▸ **Task item**
Retyping the records exactly, down to the last line, is the whole job.

▸ **Information**
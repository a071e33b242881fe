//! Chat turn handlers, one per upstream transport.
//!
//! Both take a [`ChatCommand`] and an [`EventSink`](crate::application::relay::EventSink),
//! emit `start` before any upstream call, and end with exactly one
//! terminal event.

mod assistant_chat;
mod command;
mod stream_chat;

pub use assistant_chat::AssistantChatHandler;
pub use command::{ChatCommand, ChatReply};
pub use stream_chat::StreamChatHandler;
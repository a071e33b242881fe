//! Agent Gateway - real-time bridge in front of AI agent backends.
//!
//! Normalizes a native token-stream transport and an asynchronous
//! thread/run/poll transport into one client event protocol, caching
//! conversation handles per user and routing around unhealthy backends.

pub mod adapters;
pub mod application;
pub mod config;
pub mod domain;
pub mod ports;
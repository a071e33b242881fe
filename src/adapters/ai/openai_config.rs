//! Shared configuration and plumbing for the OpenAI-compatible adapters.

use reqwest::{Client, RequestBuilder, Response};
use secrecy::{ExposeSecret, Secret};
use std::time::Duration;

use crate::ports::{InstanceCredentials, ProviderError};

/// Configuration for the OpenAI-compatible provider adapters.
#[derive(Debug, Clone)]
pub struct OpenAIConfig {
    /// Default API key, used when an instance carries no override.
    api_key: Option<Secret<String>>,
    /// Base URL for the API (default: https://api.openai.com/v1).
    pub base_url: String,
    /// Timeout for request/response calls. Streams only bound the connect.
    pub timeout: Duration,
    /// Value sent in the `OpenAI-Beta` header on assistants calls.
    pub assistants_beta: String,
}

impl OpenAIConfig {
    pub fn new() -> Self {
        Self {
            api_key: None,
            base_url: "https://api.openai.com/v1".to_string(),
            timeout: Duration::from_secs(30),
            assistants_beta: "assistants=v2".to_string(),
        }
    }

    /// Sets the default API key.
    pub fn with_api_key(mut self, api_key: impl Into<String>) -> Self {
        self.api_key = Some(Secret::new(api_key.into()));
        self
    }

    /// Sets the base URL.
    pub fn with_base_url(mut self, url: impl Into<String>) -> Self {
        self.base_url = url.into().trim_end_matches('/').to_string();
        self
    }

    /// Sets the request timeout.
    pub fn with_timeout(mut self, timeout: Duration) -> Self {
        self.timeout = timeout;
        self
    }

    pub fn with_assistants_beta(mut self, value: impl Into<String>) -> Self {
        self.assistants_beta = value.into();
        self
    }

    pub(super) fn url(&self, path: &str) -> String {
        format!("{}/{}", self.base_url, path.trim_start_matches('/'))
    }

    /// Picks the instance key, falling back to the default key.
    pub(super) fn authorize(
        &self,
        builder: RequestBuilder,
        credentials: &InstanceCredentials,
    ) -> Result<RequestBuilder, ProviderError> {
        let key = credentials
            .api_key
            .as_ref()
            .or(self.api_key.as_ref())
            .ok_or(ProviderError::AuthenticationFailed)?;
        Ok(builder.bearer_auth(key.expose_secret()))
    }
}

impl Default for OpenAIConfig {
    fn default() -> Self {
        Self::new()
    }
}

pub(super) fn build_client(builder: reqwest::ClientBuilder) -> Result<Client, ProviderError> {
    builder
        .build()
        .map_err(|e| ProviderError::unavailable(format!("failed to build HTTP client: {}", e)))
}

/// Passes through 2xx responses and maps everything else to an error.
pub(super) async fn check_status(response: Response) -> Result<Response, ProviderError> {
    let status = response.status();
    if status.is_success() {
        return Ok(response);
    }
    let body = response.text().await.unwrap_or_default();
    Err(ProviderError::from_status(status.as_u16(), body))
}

▸ **Response below**
repository a071e33b242881fe
//! Chat turn handlers, one per upstream transport.
//!
//! Both take a [`ChatCommand`] and an [`EventSink`](crate::application::relay::EventSink),
//! emit `start` before any upstream call, and end with exactly one
//! terminal event.

mod assistant_chat;
mod command;
mod stream_chat;

pub use assistant_chat::AssistantChatHandler;
pub use command::{ChatCommand, ChatReply};
pub use stream_chat::StreamChatHandler;
repository a071e33b242881fe
//! Agent Gateway - real-time bridge in front of AI agent backends.
//!
//! Normalizes a native token-stream transport and an asynchronous
//! thread/run/poll transport into one client event protocol, caching
//! conversation handles per user and routing around unhealthy backends.

pub mod adapters;
pub mod application;
pub mod config;
pub mod domain;
pub mod ports;
repository a071e33b242881fe
filename src/adapters/ai/openai_config.rs
//! Shared configuration and plumbing for the OpenAI-compatible adapters.

use reqwest::{Client, RequestBuilder, Response};
use secrecy::{ExposeSecret, Secret};
use std::time::Duration;

use crate::ports::{InstanceCredentials, ProviderError};

/// Configuration for the OpenAI-compatible provider adapters.
#[derive(Debug, Clone)]
pub struct OpenAIConfig {
    /// Default API key, used when an instance carries no override.
    api_key: Option<Secret<String>>,
    /// Base URL for the API (default: https://api.openai.com/v1).
    pub base_url: String,
    /// Timeout for request/response calls. Streams only bound the connect.
    pub timeout: Duration,
    /// Value sent in the `OpenAI-Beta` header on assistants calls.
    pub assistants_beta: String,
}

impl OpenAIConfig {
    pub fn new() -> Self {
        Self {
            api_key: None,
            base_url: "https://api.openai.com/v1".to_string(),
            timeout: Duration::from_secs(30),
            assistants_beta: "assistants=v2".to_string(),
        }
    }

    /// Sets the default API key.
    pub fn with_api_key(mut self, api_key: impl Into<String>) -> Self {
        self.api_key = Some(Secret::new(api_key.into()));
        self
    }

    /// Sets the base URL.
    pub fn with_base_url(mut self, url: impl Into<String>) -> Self {
        self.base_url = url.into().trim_end_matches('/').to_string();
        self
    }

    /// Sets the request timeout.
    pub fn with_timeout(mut self, timeout: Duration) -> Self {
        self.timeout = timeout;
        self
    }

    pub fn with_assistants_beta(mut self, value: impl Into<String>) -> Self {
        self.assistants_beta = value.into();
        self
    }

    pub(super) fn url(&self, path: &str) -> String {
        format!("{}/{}", self.base_url, path.trim_start_matches('/'))
    }

    /// Picks the instance key, falling back to the default key.
    pub(super) fn authorize(
        &self,
        builder: RequestBuilder,
        credentials: &InstanceCredentials,
    ) -> Result<RequestBuilder, ProviderError> {
        let key = credentials
            .api_key
            .as_ref()
            .or(self.api_key.as_ref())
            .ok_or(ProviderError::AuthenticationFailed)?;
        Ok(builder.bearer_auth(key.expose_secret()))
    }
}

impl Default for OpenAIConfig {
    fn default() -> Self {
        Self::new()
    }
}

pub(super) fn build_client(builder: reqwest::ClientBuilder) -> Result<Client, ProviderError> {
    builder
        .build()
        .map_err(|e| ProviderError::unavailable(format!("failed to build HTTP client: {}", e)))
}

/// Passes through 2xx responses and maps everything else to an error.
pub(super) async fn check_status(response: Response) -> Result<Response, ProviderError> {
    let status = response.status();
    if status.is_success() {
        return Ok(response);
    }
    let body = response.text().await.unwrap_or_default();
    Err(ProviderError::from_status(status.as_u16(), body))
}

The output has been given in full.